Dermatomyositis is a muscle disease that involves inflammation and a skin rash. Polymyositis is a similar inflammatory condition, that also involves muscle weakness, swelling, tenderness, and tissue damage but no skin rash. Both are part of a larger group of disease called inflammatory myopathy.

Causes

The cause of dermatomyositis is unknown. Experts think it may be due to a viral infection of the muscles or a problem with the body's immune system. It may also occur in people who have cancer in the abdomen, lung, or other parts of the body.

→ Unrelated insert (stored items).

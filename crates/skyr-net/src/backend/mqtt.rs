//! ---
//! skyr_section: "05-networking-external-interfaces"
//! skyr_subsection: "module"
//! skyr_type: "source"
//! skyr_scope: "code"
//! skyr_description: "Message bus backend correlating device requests with replies."
//! skyr_version: "v0.0.0-prealpha"
//! skyr_owner: "tbd"
//! ---
//! Requests are published on `{prefix}/request/{type}/{number}/{member}` and
//! answered on `{prefix}/response/{request_id}`. A listener task drains the
//! reply subscription and completes the matching pending call.
use std::collections::HashMap;
use std::sync::atomic::{AtomicBool, Ordering};
use std::sync::Arc;
use std::time::Instant;

use async_trait::async_trait;
use parking_lot::Mutex;
use serde_json::Value;
use skyr_msg::{request_topic, response_filter, DeviceReply, DeviceRequest, HttpVerb, MessageBus};
use tokio::sync::oneshot;
use tokio::task::JoinHandle;
use tracing::{debug, warn};
use uuid::Uuid;

use super::{BackendMetrics, ConnectionState, DeviceBackend, MetricsRecorder, Params};
use crate::envelope::ErrorCode;
use crate::error::DeviceError;
use crate::registry::{DeviceKey, MqttTarget};

type Pending = Arc<Mutex<HashMap<Uuid, oneshot::Sender<DeviceReply>>>>;

pub struct MqttBackend {
    key: DeviceKey,
    target: MqttTarget,
    bus: Arc<dyn MessageBus>,
    pending: Pending,
    connected: AtomicBool,
    listener: Mutex<Option<JoinHandle<()>>>,
    metrics: MetricsRecorder,
}

impl MqttBackend {
    pub fn new(key: DeviceKey, target: MqttTarget, bus: Arc<dyn MessageBus>) -> Self {
        Self {
            key,
            target,
            bus,
            pending: Arc::new(Mutex::new(HashMap::new())),
            connected: AtomicBool::new(false),
            listener: Mutex::new(None),
            metrics: MetricsRecorder::default(),
        }
    }

    /// Calls still waiting for a reply.
    pub fn pending_requests(&self) -> usize {
        self.pending.lock().len()
    }

    async fn execute(
        &self,
        verb: HttpVerb,
        member: &str,
        params: &Params,
    ) -> Result<Option<Value>, DeviceError> {
        let started = Instant::now();
        let result = self.round_trip(verb, member, params).await;
        self.metrics.record(started, result.as_ref().map(|_| ()));
        result
    }

    async fn round_trip(
        &self,
        verb: HttpVerb,
        member: &str,
        params: &Params,
    ) -> Result<Option<Value>, DeviceError> {
        if !self.is_connected() {
            return Err(DeviceError::NotConnected);
        }

        let mut request = DeviceRequest::new(
            self.key.device_type.clone(),
            self.key.device_number,
            member,
            verb,
            params.clone(),
        );
        if let Some(telescope_id) = &self.target.telescope_id {
            request = request.with_telescope(telescope_id.clone());
        }
        let request_id = request.request_id;
        let payload = request.to_payload()?;
        let topic = request_topic(
            &self.target.topic_prefix,
            &self.key.device_type,
            self.key.device_number,
            member,
        );

        let (reply_tx, reply_rx) = oneshot::channel();
        self.pending.lock().insert(request_id, reply_tx);
        if let Err(err) = self.bus.publish(&topic, payload, self.target.qos) {
            self.pending.lock().remove(&request_id);
            return Err(err.into());
        }
        debug!(device = %self.key, topic = %topic, %request_id, "device request published");

        let reply = match tokio::time::timeout(self.target.timeout, reply_rx).await {
            Ok(Ok(reply)) => reply,
            Ok(Err(_)) => return Err(DeviceError::NotConnected),
            Err(_) => {
                self.pending.lock().remove(&request_id);
                return Err(DeviceError::Timeout(self.target.timeout));
            }
        };

        if reply.error_number != 0 {
            return Err(DeviceError::Ascom {
                code: ErrorCode(reply.error_number),
                message: reply.error_message,
            });
        }
        Ok(reply.value)
    }
}

#[async_trait]
impl DeviceBackend for MqttBackend {
    async fn connect(&self) -> Result<(), DeviceError> {
        if self.connected.load(Ordering::SeqCst) {
            return Ok(());
        }
        let mut subscription = self
            .bus
            .subscribe(&response_filter(&self.target.topic_prefix))?;
        let pending = self.pending.clone();
        let device = self.key.to_string();
        let task = tokio::spawn(async move {
            while let Some(message) = subscription.recv().await {
                match DeviceReply::from_payload(&message.payload) {
                    Ok(reply) => {
                        // replies for other devices share the filter
                        if let Some(waiter) = pending.lock().remove(&reply.request_id) {
                            let _ = waiter.send(reply);
                        }
                    }
                    Err(err) => warn!(
                        device = %device,
                        topic = %message.topic,
                        error = %err,
                        "discarding malformed device reply"
                    ),
                }
            }
        });
        if let Some(previous) = self.listener.lock().replace(task) {
            previous.abort();
        }
        self.connected.store(true, Ordering::SeqCst);
        self.metrics.set_state(ConnectionState::Connected);
        debug!(device = %self.key, bus = self.bus.name(), "bus backend connected");
        Ok(())
    }

    async fn disconnect(&self) -> Result<(), DeviceError> {
        self.connected.store(false, Ordering::SeqCst);
        if let Some(listener) = self.listener.lock().take() {
            listener.abort();
        }
        self.pending.lock().clear();
        self.metrics.set_state(ConnectionState::Disconnected);
        Ok(())
    }

    fn is_connected(&self) -> bool {
        self.connected.load(Ordering::SeqCst) && self.bus.is_connected()
    }

    async fn get(&self, member: &str, params: &Params) -> Result<Option<Value>, DeviceError> {
        self.execute(HttpVerb::Get, member, params).await
    }

    async fn put(&self, member: &str, params: &Params) -> Result<Option<Value>, DeviceError> {
        self.execute(HttpVerb::Put, member, params).await
    }

    async fn health_check(&self) -> Result<(), DeviceError> {
        if !self.bus.is_connected() {
            return Err(DeviceError::NotConnected);
        }
        self.execute(HttpVerb::Get, "connected", &Params::new())
            .await
            .map(|_| ())
    }

    fn metrics(&self) -> BackendMetrics {
        self.metrics.snapshot()
    }

    fn kind(&self) -> &'static str {
        "mqtt"
    }
}

impl Drop for MqttBackend {
    fn drop(&mut self) {
        if let Some(listener) = self.listener.get_mut().take() {
            listener.abort();
        }
    }
}

#[cfg(test)]
mod tests {
    use super::*;
    use serde_json::json;
    use skyr_msg::{response_topic, InMemoryBus, QoS};
    use std::time::Duration;

    fn target(timeout: Duration) -> MqttTarget {
        MqttTarget {
            broker: "tcp://localhost:1883".into(),
            telescope_id: Some("scope-a".into()),
            client_id: "skyr-test".into(),
            username: None,
            password: None,
            timeout,
            keep_alive: Duration::from_secs(60),
            qos: QoS::AtLeastOnce,
            topic_prefix: "ascom".into(),
        }
    }

    fn spawn_responder(bus: InMemoryBus) {
        let mut requests = bus.subscribe("ascom/request/#").unwrap();
        tokio::spawn(async move {
            while let Some(message) = requests.recv().await {
                let request = DeviceRequest::from_payload(&message.payload).unwrap();
                let reply = match request.method.as_str() {
                    "park" => DeviceReply::failure(request.request_id, 0x408, "already parked"),
                    _ => DeviceReply::success(request.request_id, Some(json!(request.telescope_id))),
                };
                let topic = response_topic("ascom", &reply.request_id);
                bus.publish(&topic, reply.to_payload().unwrap(), QoS::AtLeastOnce)
                    .unwrap();
            }
        });
    }

    #[tokio::test]
    async fn replies_are_correlated_by_request_id() {
        let bus = InMemoryBus::new();
        spawn_responder(bus.clone());
        let backend = MqttBackend::new(
            DeviceKey::new("telescope", 0),
            target(Duration::from_secs(2)),
            Arc::new(bus),
        );
        backend.connect().await.unwrap();

        let value = backend.get("tracking", &Params::new()).await.unwrap();
        assert_eq!(value, Some(json!("scope-a")));

        let err = backend.put("park", &Params::new()).await.unwrap_err();
        assert_eq!(err.code(), ErrorCode::INVALID_WHILE_PARKED);
        assert_eq!(backend.pending_requests(), 0);
        assert_eq!(backend.metrics().total_requests, 2);
    }

    #[tokio::test]
    async fn missing_reply_times_out() {
        let bus = InMemoryBus::new();
        let backend = MqttBackend::new(
            DeviceKey::new("dome", 0),
            target(Duration::from_millis(50)),
            Arc::new(bus),
        );
        backend.connect().await.unwrap();
        let err = backend.get("shutterstatus", &Params::new()).await.unwrap_err();
        assert!(matches!(err, DeviceError::Timeout(_)));
        assert_eq!(backend.pending_requests(), 0);
    }

    #[tokio::test]
    async fn requests_fail_fast_when_bus_is_down() {
        let bus = InMemoryBus::new();
        let backend = MqttBackend::new(
            DeviceKey::new("dome", 0),
            target(Duration::from_secs(1)),
            Arc::new(bus.clone()),
        );
        assert_eq!(
            backend.get("slewing", &Params::new()).await.unwrap_err(),
            DeviceError::NotConnected
        );
        backend.connect().await.unwrap();
        bus.set_connected(false);
        assert!(!backend.is_connected());
        assert_eq!(backend.health_check().await.unwrap_err(), DeviceError::NotConnected);
    }
}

Anyone can develop this condition. It most often occurs in children age 5 to 15 and adults age 40 to 60. It affects women more often than men.

Symptoms

 

Symptoms may include:

  • Muscle weakness, stiffness, or soreness
  • Problems swallowing
  • Purple color to the upper eyelids
  • Purple-red skin rash
  • Shortness of breath

The muscle weakness may come on suddenly or develop slowly over weeks or months. You may have trouble raising your arms over your head, getting up from a sitting position, and climbing stairs.

The rash may appear on your face, knuckles, neck, shoulders, upper chest, and back.

 

Exams and Tests

 

The health care provider will do a physical exam. Tests may include:

  • Bloods test to check levels of muscle enzymes called creatine phosphokinase and aldolase
  • Blood tests for autoimmune diseases
  • ECG
  • Electromyography (EMG)
  • Magnetic resonance imaging (MRI)
  • Muscle biopsy
  • Skin biopsy
  • Other screening tests for cancer
  • Chest x-ray and CT scan of the chest
  • Lung function tests
  • Swallowing study
  • Myositis specific and associated autoantibodies

 

Treatment

 

The main treatment is the use of corticosteroid medicines. The dose of medicine is slowly tapered off as muscle strength improves. This takes about 4 to 6 weeks. You may stay on a low dose of a corticosteroid medicine after that.

Medicines to suppress the immune system may be used to replace the corticosteroids. These drugs may include azathioprine, methotrexate or mycophenolate.

Treatments that may be tried when disease that remains active in spite of these medicines are:

  • Intravenous gamma globulin
  • Biologic drugs

When your muscles get stronger, your provider may tell you to slowly cut back on your doses. Many people with this condition must take a medicine called prednisone for the rest of their lives.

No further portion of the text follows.